One of the growing persisting problems but growing
also is the segregation that we have in schooling today.
There are lots of different implications of school and
residential segregation and that has implications for social cohesion in the US.
This is a particularly important era to be discussing this given the nature of
discussions in the past 12 months of social conflict that we've experienced.
So, I thought this opportunity to talk about and to visit on issues of segregation,
both residential and schooling segregation would be a timely kind of thing to talk about.
So, I'm going to examine some of the origins, evolution,
practice of segregation in the US pretty much broadly
conceived in the lens of schooling, but also residentially.
So, will look at it not only in the literal sense of separation,
but I think also in the cultural and evolving understanding
of race and ethnicity in the American consciousness.
I'm particularly concerned at what people learn and shouldn't
learn and what people learn and have a difficult time getting rid of,
unlearning so to speak.
So, I want to discuss the subtle and not so subtle barriers to
that sense of an American dream placed in front of Americans of color and how
the same faith in inequality of opportunity and
sacrosanct devotion to law and the dream attempted to abolish those obstacles.

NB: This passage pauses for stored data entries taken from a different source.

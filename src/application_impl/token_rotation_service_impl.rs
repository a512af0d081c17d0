use super::{RefreshTokenRequest, ServerContext};
use crate::application_port::*;
use crate::domain_model::*;

pub struct RealTokenRotationService {
    server: ServerContext,
}

impl RealTokenRotationService {
    pub fn new(server: ServerContext) -> Self {
        Self { server }
    }

    pub fn server(&self) -> &ServerContext {
        &self.server
    }
}

#[async_trait::async_trait]
impl TokenRotationService for RealTokenRotationService {
    async fn rotate(
        &self,
        credentials: Option<Credentials>,
        params: RotationParams,
    ) -> Result<AccessToken, OAuthError> {
        let refresh_token = match params.refresh_token.as_deref() {
            Some(value) if !value.trim().is_empty() => {
                self.server.token_repo.find_by_refresh_token(value).await?
            }
            _ => None,
        };

        RefreshTokenRequest::new(&self.server, refresh_token, credentials, params)
            .await?
            .authorize()
            .await
    }
}
use crate::domain_model::*;
use std::time::Duration;

pub trait ScopeValidator: Send + Sync {
    /// Whether the space-delimited `requested` scopes are all in `granted`.
    fn is_subset(&self, requested: &str, granted: &Scopes) -> bool;
}

pub trait TokenLifetimePolicy: Send + Sync {
    /// `None` issues a non-expiring token.
    fn access_token_expires_in(
        &self,
        server: &ServerConfig,
        client: Option<&Client>,
    ) -> Option<Duration>;
}

pub trait TokenGenerator: Send + Sync {
    fn generate(&self) -> String;
}
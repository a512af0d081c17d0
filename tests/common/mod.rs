#![allow(dead_code)]

use chrono::{DateTime, TimeZone, Utc};
use std::sync::Arc;
use std::time::Duration;
use tokenrot::application_impl::*;
use tokenrot::domain_model::*;
use tokenrot::infra_memory::*;

pub struct Harness {
    pub db: Arc<MemoryDb>,
    pub clock: Arc<ManualClock>,
    pub context: ServerContext,
}

pub fn start() -> DateTime<Utc> {
    Utc.with_ymd_and_hms(2024, 1, 1, 12, 0, 0).unwrap()
}

pub fn harness(config: ServerConfig) -> Harness {
    let db = MemoryDb::new();
    let clock = Arc::new(ManualClock::new(start()));
    let client_repo = Arc::new(MemoryClientRepo::new(db.clone()));

    let context = ServerContext {
        config,
        clock: clock.clone(),
        tx_manager: Arc::new(MemoryTxManager::new(db.clone())),
        token_repo: Arc::new(MemoryTokenRepo::new(db.clone())),
        client_directory: Arc::new(RealClientDirectory::new(
            client_repo,
            Arc::new(PlainSecretHasher),
        )),
        scope_validator: Arc::new(ScopeChecker),
        lifetime_policy: Arc::new(ConfiguredLifetimePolicy),
        token_generator: Arc::new(RandomTokenGenerator),
    };

    Harness { db, clock, context }
}

pub fn revoke_on_use() -> ServerConfig {
    ServerConfig {
        refresh_token_revoked_on_use: true,
        ..ServerConfig::default()
    }
}

pub fn grace_period(secs: u64) -> ServerConfig {
    ServerConfig {
        refresh_token_revoked_on_use: false,
        refresh_token_revoke_in: Duration::from_secs(secs),
        ..ServerConfig::default()
    }
}

impl Harness {
    pub fn service(&self) -> RealTokenRotationService {
        RealTokenRotationService::new(self.context.clone())
    }

    pub fn register_client(&self, uid: &str, secret: &str) -> Client {
        let client = Client {
            id: ClientId(uuid::Uuid::new_v4()),
            uid: uid.to_string(),
            secret: secret.to_string(),
            name: format!("{uid} app"),
            confidential: true,
        };
        self.db.insert_client(client.clone());
        client
    }

    /// Token issued an hour ago by a grant flow.
    pub fn issue(&self, client: Option<&Client>, scopes: &str, refresh_token: &str) -> AccessToken {
        let token = AccessToken {
            id: TokenId::new_v4(),
            token: format!("access-{refresh_token}"),
            refresh_token: Some(refresh_token.to_string()),
            application_id: client.map(|c| c.id),
            resource_owner_id: Some("owner-1".to_string()),
            scopes: Scopes::from_string(scopes),
            expires_in: Some(Duration::from_secs(7200)),
            created_at: start() - chrono::Duration::hours(1),
            revoked_at: None,
            previous_refresh_token: None,
            uses_refresh_token: true,
        };
        self.db.insert_token(token.clone());
        token
    }

    pub fn stored(&self, id: TokenId) -> AccessToken {
        self.db
            .tokens()
            .into_iter()
            .find(|t| t.id == id)
            .expect("token stored")
    }

    pub fn successors_of(&self, refresh_token: &str) -> Vec<AccessToken> {
        self.db
            .tokens()
            .into_iter()
            .filter(|t| t.previous_refresh_token.as_deref() == Some(refresh_token))
            .collect()
    }
}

So, that's the conversation I want to have.
So, why do we care about segregation in education or residential segregation?
I think there are four maybe five points that can be made here.
Six. Segregation is a threat to
the long persisting aspirations regarding equality of educational opportunity.
A continuing concern, a continuing problem.
So, what we have with segregation is a persisting concern that we are going
to be challenged to secure and protect
the constitutional and human rights of all citizens.
That's one. A second is a persisting concern about whether or not we can achieve
the improved learning outcomes and academic achievement that this effort to
desegregate schooling entailed preferably to integrate schooling.
A continuing and persisting concerned to secure
the improve intergroup relations that supposedly come from increased cross-race contact,
and a persisting concern to secure improved long-term benefits and
social mobility and work opportunities and an income.
Finally, a serious concern that we are having a real problem
in securing the social justice and democracy that we privilege in this society.
School segregation at it's core is an effort to
restrict and deny access to high quality educational resources.
Arguably, that means access to
a rich curriculum to teachers and to appropriate facilities.
It has enjoyed both a legal basis in the form of de
jure and as a social basis in the form of de facto segregation.
Despite many years of effort the data suggests we're still far from accomplishing
that goal of getting rid of segregation or limiting it's effects.
Indeed we may be more segregated in more harmful ways today.